Exercise description:
Each line below should be quoted exactly, please.

Records for this exercise:

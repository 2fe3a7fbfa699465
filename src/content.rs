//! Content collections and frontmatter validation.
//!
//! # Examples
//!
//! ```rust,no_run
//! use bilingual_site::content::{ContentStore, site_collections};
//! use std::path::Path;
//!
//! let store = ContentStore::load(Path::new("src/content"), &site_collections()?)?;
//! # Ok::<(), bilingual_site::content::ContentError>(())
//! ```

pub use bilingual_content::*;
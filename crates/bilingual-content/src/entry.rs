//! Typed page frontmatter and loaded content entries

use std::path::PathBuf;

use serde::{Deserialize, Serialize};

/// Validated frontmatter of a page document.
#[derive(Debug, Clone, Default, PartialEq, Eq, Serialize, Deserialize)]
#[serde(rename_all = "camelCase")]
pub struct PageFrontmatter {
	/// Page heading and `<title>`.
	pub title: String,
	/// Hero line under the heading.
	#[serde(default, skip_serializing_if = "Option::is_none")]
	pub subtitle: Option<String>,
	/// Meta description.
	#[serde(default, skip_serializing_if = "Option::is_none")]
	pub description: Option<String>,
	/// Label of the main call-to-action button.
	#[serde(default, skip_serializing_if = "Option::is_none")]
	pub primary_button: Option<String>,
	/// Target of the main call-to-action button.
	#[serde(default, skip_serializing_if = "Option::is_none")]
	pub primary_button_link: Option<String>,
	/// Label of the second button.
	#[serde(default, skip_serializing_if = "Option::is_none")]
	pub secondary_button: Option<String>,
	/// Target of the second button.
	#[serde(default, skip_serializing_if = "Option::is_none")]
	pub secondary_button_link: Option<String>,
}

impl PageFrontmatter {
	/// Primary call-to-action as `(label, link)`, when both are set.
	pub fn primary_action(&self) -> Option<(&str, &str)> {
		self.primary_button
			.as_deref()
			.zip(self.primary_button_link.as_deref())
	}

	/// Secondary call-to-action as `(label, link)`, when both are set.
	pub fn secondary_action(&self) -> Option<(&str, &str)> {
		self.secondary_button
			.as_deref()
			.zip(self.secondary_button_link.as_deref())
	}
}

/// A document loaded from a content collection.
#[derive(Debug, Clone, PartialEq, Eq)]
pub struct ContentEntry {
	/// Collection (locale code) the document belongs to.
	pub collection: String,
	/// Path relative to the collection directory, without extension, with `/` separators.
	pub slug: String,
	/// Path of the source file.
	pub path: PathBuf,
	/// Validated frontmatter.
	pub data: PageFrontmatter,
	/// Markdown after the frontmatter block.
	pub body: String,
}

Result of this task:
repository 2fe3a7fbfa699465
filename src/content.rs
//! Content collections and frontmatter validation.
//!
//! # Examples
//!
//! ```rust,no_run
//! use bilingual_site::content::{ContentStore, site_collections};
//! use std::path::Path;
//!
//! let store = ContentStore::load(Path::new("src/content"), &site_collections()?)?;
//! # Ok::<(), bilingual_site::content::ContentError>(())
//! ```

pub use bilingual_content::*;
filename crates/bilingual-content/src/entry.rs
//! Typed page frontmatter and loaded content entries

use std::path::PathBuf;

use serde::{Deserialize, Serialize};

/// Validated frontmatter of a page document.
#[derive(Debug, Clone, Default, PartialEq, Eq, Serialize, Deserialize)]
#[serde(rename_all = "camelCase")]
pub struct PageFrontmatter {
	/// Page heading and `<title>`.
	pub title: String,
	/// Hero line under the heading.
	#[serde(default, skip_serializing_if = "Option::is_none")]
	pub subtitle: Option<String>,
	/// Meta description.
	#[serde(default, skip_serializing_if = "Option::is_none")]
	pub description: Option<String>,
	/// Label of the main call-to-action button.
	#[serde(default, skip_serializing_if = "Option::is_none")]
	pub primary_button: Option<String>,
	/// Target of the main call-to-action button.
	#[serde(default, skip_serializing_if = "Option::is_none")]
	pub primary_button_link: Option<String>,
	/// Label of the second button.
	#[serde(default, skip_serializing_if = "Option::is_none")]
	pub secondary_button: Option<String>,
	/// Target of the second button.
	#[serde(default, skip_serializing_if = "Option::is_none")]
	pub secondary_button_link: Option<String>,
}

impl PageFrontmatter {
	/// Primary call-to-action as `(label, link)`, when both are set.
	pub fn primary_action(&self) -> Option<(&str, &str)> {
		self.primary_button
			.as_deref()
			.zip(self.primary_button_link.as_deref())
	}

	/// Secondary call-to-action as `(label, link)`, when both are set.
	pub fn secondary_action(&self) -> Option<(&str, &str)> {
		self.secondary_button
			.as_deref()
			.zip(self.secondary_button_link.as_deref())
	}
}

/// A document loaded from a content collection.
#[derive(Debug, Clone, PartialEq, Eq)]
pub struct ContentEntry {
	/// Collection (locale code) the document belongs to.
	pub collection: String,
	/// Path relative to the collection directory, without extension, with `/` separators.
	pub slug: String,
	/// Path of the source file.
	pub path: PathBuf,
	/// Validated frontmatter.
	pub data: PageFrontmatter,
	/// Markdown after the frontmatter block.
	pub body: String,
}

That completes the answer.